(Records from a data source)
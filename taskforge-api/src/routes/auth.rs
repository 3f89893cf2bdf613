/// Authentication endpoints
///
/// # Endpoints
///
/// - `POST /v1/auth/register` - Create an account, returns a token
/// - `POST /v1/auth/login` - Exchange credentials for a token
/// - `POST /v1/auth/logout` - Revoke the presented token
/// - `GET /v1/auth/user` - The account behind the presented token
///
/// Register and login answer with the same payload: the user resource, a
/// plaintext bearer token, and `token_type: "Bearer"`. The request DTOs
/// keep every field optional at the serde level so that a missing field
/// becomes a field-keyed validation error in the standard envelope
/// instead of a body-rejection from the JSON extractor.

use crate::{
    app::AppState,
    error::ApiResult,
    resources::UserResource,
    response::{message_only, Envelope},
};
use axum::{extract::State, http::StatusCode, Extension, Json};
use serde::{Deserialize, Serialize};
use taskforge_shared::auth::middleware::CurrentUser;
use validator::{Validate, ValidationError};

/// Register request
#[derive(Debug, Deserialize, Validate)]
pub struct RegisterRequest {
    /// Display name, required, at most 255 characters
    #[validate(
        required(message = "The name field is required."),
        custom(function = validate_name)
    )]
    pub name: Option<String>,

    /// Email address, must be unique
    #[validate(
        required(message = "The email field is required."),
        email(message = "The email field must be a valid email address.")
    )]
    pub email: Option<String>,

    /// Password, at least 8 characters
    #[validate(
        required(message = "The password field is required."),
        length(min = 8, message = "The password field must be at least 8 characters.")
    )]
    pub password: Option<String>,
}

/// Login request
#[derive(Debug, Deserialize, Validate)]
pub struct LoginRequest {
    /// Email address
    #[validate(
        required(message = "The email field is required."),
        email(message = "The email field must be a valid email address.")
    )]
    pub email: Option<String>,

    /// Password
    #[validate(
        required(message = "The password field is required."),
        length(min = 1, message = "The password field is required.")
    )]
    pub password: Option<String>,
}

/// Payload for register and login responses
#[derive(Debug, Serialize)]
pub struct AuthPayload {
    pub user: UserResource,
    pub token: String,
    pub token_type: &'static str,
}

/// Payload for the current-user endpoint
#[derive(Debug, Serialize)]
pub struct CurrentUserPayload {
    pub user: UserResource,
}

impl AuthPayload {
    fn new(user: UserResource, token: String) -> Self {
        Self {
            user,
            token,
            token_type: "Bearer",
        }
    }
}

fn validate_name(name: &str) -> Result<(), ValidationError> {
    if name.trim().is_empty() {
        let mut err = ValidationError::new("required");
        err.message = Some("The name field is required.".into());
        return Err(err);
    }
    if name.chars().count() > 255 {
        let mut err = ValidationError::new("length");
        err.message = Some("The name may not be greater than 255 characters.".into());
        return Err(err);
    }
    Ok(())
}

/// Register a new user
///
/// # Endpoint
///
/// ```text
/// POST /v1/auth/register
/// Content-Type: application/json
///
/// {
///   "name": "Ada Lovelace",
///   "email": "ada@example.com",
///   "password": "correct horse battery"
/// }
/// ```
///
/// # Errors
///
/// - `422 Unprocessable Entity`: validation failed, including an already
///   registered email
/// - `500 Internal Server Error`: server error
pub async fn register(
    State(state): State<AppState>,
    Json(req): Json<RegisterRequest>,
) -> ApiResult<(StatusCode, Json<Envelope<AuthPayload>>)> {
    req.validate()?;

    let session = state
        .auth
        .register(
            req.name.unwrap_or_default(),
            req.email.unwrap_or_default(),
            req.password.as_deref().unwrap_or_default(),
        )
        .await?;

    let payload = AuthPayload::new(UserResource::from_user(&session.user), session.token);

    Ok((
        StatusCode::CREATED,
        Json(Envelope::new(
            "Registration successful. Welcome aboard!",
            payload,
        )),
    ))
}

/// Login with email and password
///
/// Wrong email and wrong password are indistinguishable in the response.
///
/// # Errors
///
/// - `401 Unauthorized`: invalid credentials
/// - `422 Unprocessable Entity`: validation failed
pub async fn login(
    State(state): State<AppState>,
    Json(req): Json<LoginRequest>,
) -> ApiResult<Json<Envelope<AuthPayload>>> {
    req.validate()?;

    let session = state
        .auth
        .login(
            req.email.as_deref().unwrap_or_default(),
            req.password.as_deref().unwrap_or_default(),
        )
        .await?;

    let payload = AuthPayload::new(UserResource::from_user(&session.user), session.token);

    Ok(Json(Envelope::new(
        "Login successful. Welcome back!",
        payload,
    )))
}

/// Revoke the token that authenticated this request
///
/// Other sessions of the same account keep working.
pub async fn logout(
    State(state): State<AppState>,
    Extension(current): Extension<CurrentUser>,
) -> ApiResult<Json<Envelope<Option<()>>>> {
    state.auth.logout(&current).await?;

    Ok(Json(message_only("Logout successful. See you soon!")))
}

/// The account behind the presented token
pub async fn current_user(
    Extension(current): Extension<CurrentUser>,
) -> ApiResult<Json<Envelope<CurrentUserPayload>>> {
    Ok(Json(Envelope::new(
        "User retrieved successfully",
        CurrentUserPayload {
            user: UserResource::from_user(&current.user),
        },
    )))
}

:: AIM OF THE TASK ::
Find every line above that includes the word "async" and report only how many there are.

:: WRITTEN ANSWER ::
4